I also have no doubt many of the questions or processes included in the Gender Legislative Index are already being considered by MPs delivering policy, legislation and issuing drafting instructions. I am certainly not suggesting the Government is not aware of this, or currently not already seeking to ensure all legislation drafted does address a range of factors in relation to gender and equality. I have spoken particularly with these comments as they relate to part 1A of the motion, that is the referral of bills. However, the other aspects that the committee certainly were looking at were much broader and in my view would have potentially a much greater role to play. So I suggest that that is not the key or potential key focus of the committee; it is more to look at areas of government service delivery, even access to this place, or anything that the committee felt was most appropriate to progress the matters of gender and equality for all of us.

The key focus is inquiring into areas where gender equality or other examples of inequality are identified, to provide information and recommendations to the Government on areas where more may need to be done or other ways they could assess a matter.

The point is backed up by the fact that we have seen our first gender impact assessment delivered with the budget this year, and whilst there has been criticism of it - and I made some criticisms myself in my budget reply - I do acknowledge that we have our first gender budget statement. It may not be as broad or as deep as I may have liked. It may not cover the areas that perhaps it could have done. But I am pleased to work with the Government to progress that, and I am pleased to commend the Government for making a genuine start on this.

It is also important to note as I said, equality does not just relate to gender. We have an obligation to consider other barriers to participation and unequal impacts of legislative decisions related to other attributes or policy decisions or government service delivery decisions. It is only through a formalised process that some of the inequalities are clearly identified, and it is really helpful to have these identified earlier to ensure steps can be taken to avoid inequitable outcomes. The matter of intersectionality that exacerbates the risk of inequality for many people through their race, disability, gender, socio-economic circumstance or cultural diversity, just to name a few, can also be considered through such a process. The remit of the committee would enable targeted inquiries into matters where inequality has been identified or suspected and recommend change when needed as well as commend decisions where equality is achieved, and inequality avoided.

Whilst the committee would be able to consider matters relating to equal opportunities and observance of equal opportunity within the parliament, the main focus would be to consider matters related to government policy and government service delivery. Matters would be referred by the parliament to the committee or inquired into under the committee's own motion.

This parliament should lead by example, and this committee would directly assist in the promotion of equality both inside and outside the parliament.

I am sure we are all very aware of the impact COVID-19 has had on our state, nation and the world. We also know there has been a disproportionately negative impact on some members of our community. As a result of measures taken we have reduced some harm. It is vital that the known inequalities are not exacerbated as we continue to deal with the ongoing impacts of the global pandemic. This work is just as, if not more, important now than it was in 2019.

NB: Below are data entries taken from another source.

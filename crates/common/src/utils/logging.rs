use std::io;
use tracing_subscriber::{fmt, EnvFilter};

/// Initialize the tracing subscriber shared by the demo binaries.
/// - Respects `RUST_LOG` if set
/// - Falls back to `info` plus debug detail from the cloud bindings
/// - Writes to stdout to improve visibility in environments that hide stderr
pub fn init_logging_default() {
    let env_filter = EnvFilter::try_from_default_env()
        .unwrap_or_else(|_| EnvFilter::new("info,tower_http=info,clients=debug"));
    let _ = fmt()
        .with_env_filter(env_filter)
        .with_target(false)
        .compact()
        .with_writer(|| io::stdout())
        .try_init();
}
use axum::http::StatusCode;
use axum::response::{IntoResponse, Response};
use axum::Json;
use tracing::error;

#[derive(Debug)]
pub struct ApiError {
    pub status: StatusCode,
    pub message: String,
}

impl ApiError {
    pub fn bad_request(message: impl Into<String>) -> Self {
        Self { status: StatusCode::BAD_REQUEST, message: message.into() }
    }

    pub fn bad_gateway(message: impl Into<String>) -> Self {
        Self { status: StatusCode::BAD_GATEWAY, message: message.into() }
    }
}

impl IntoResponse for ApiError {
    fn into_response(self) -> Response {
        if self.status.is_server_error() {
            error!(status = %self.status, error = %self.message, "request failed");
        }
        (self.status, Json(serde_json::json!({"error": self.message}))).into_response()
    }
}

// Cloud and service failures surface to the HTTP caller as gateway errors.
impl From<clients::errors::ClientError> for ApiError {
    fn from(e: clients::errors::ClientError) -> Self {
        ApiError::bad_gateway(e.to_string())
    }
}

impl From<service::errors::ServiceError> for ApiError {
    fn from(e: service::errors::ServiceError) -> Self {
        ApiError::bad_gateway(e.to_string())
    }
}

impl From<reqwest::Error> for ApiError {
    fn from(e: reqwest::Error) -> Self {
        ApiError::bad_gateway(e.to_string())
    }
}
use axum::extract::{Query, State};

use crate::errors::ApiError;
use crate::observability;
use crate::routes::greetings::NameParam;
use crate::state::ServerState;

/// Publish a reservation message for `name` and confirm.
pub async fn publish(
    State(state): State<ServerState>,
    Query(NameParam { name }): Query<NameParam>,
) -> Result<String, ApiError> {
    service::messaging::publish_reservation(state.publisher.as_ref(), &state.topic, &name).await?;
    observability::PUBLISH_REQUESTS_TOTAL.inc();
    Ok("reserved!".to_string())
}
use once_cell::sync::Lazy;
use prometheus::{register_histogram, register_int_counter, Encoder, Histogram, IntCounter, TextEncoder};

// Prometheus metrics (default registry)
pub static ANNOTATE_REQUESTS_TOTAL: Lazy<IntCounter> = Lazy::new(|| {
    register_int_counter!(
        "gcp_demos_annotate_requests_total",
        "Total image annotation requests served"
    )
    .expect("register annotate_requests_total")
});

pub static PUBLISH_REQUESTS_TOTAL: Lazy<IntCounter> = Lazy::new(|| {
    register_int_counter!(
        "gcp_demos_publish_requests_total",
        "Total publish requests served"
    )
    .expect("register publish_requests_total")
});

pub static MESSAGES_RECEIVED_TOTAL: Lazy<IntCounter> = Lazy::new(|| {
    register_int_counter!(
        "gcp_demos_messages_received_total",
        "Total messages delivered to the subscriber"
    )
    .expect("register messages_received_total")
});

pub static ANNOTATE_DURATION: Lazy<Histogram> = Lazy::new(|| {
    register_histogram!(
        "gcp_demos_annotate_duration_seconds",
        "Image annotation call duration in seconds",
        vec![0.01, 0.025, 0.05, 0.1, 0.25, 0.5, 1.0, 2.5, 5.0, 10.0]
    )
    .expect("register annotate_duration")
});

pub fn encode_metrics() -> (axum::http::StatusCode, String) {
    let encoder = TextEncoder::new();
    let metric_families = prometheus::gather();
    let mut buffer = Vec::new();
    if let Err(e) = encoder.encode(&metric_families, &mut buffer) {
        return (
            axum::http::StatusCode::INTERNAL_SERVER_ERROR,
            format!("metrics encode error: {e}"),
        );
    }
    (
        axum::http::StatusCode::OK,
        String::from_utf8(buffer).unwrap_or_default(),
    )
}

I seek the support of members to establish this committee, a committee that would complement our role and function of our other joint house standing committees. I reiterate: the work of this committee would support and assist the Government, where both Houses are represented with a diversity of views, life experience and knowledge. The committee would have the capacity to contribute very positively to the health and wellbeing of this state. We in this House and this parliament have shown through COVID-19 we can work together to achieve positive outcomes for all Tasmanians, and I see this as another step in that pathway. I commend the motion to the members and look forward to their contribution.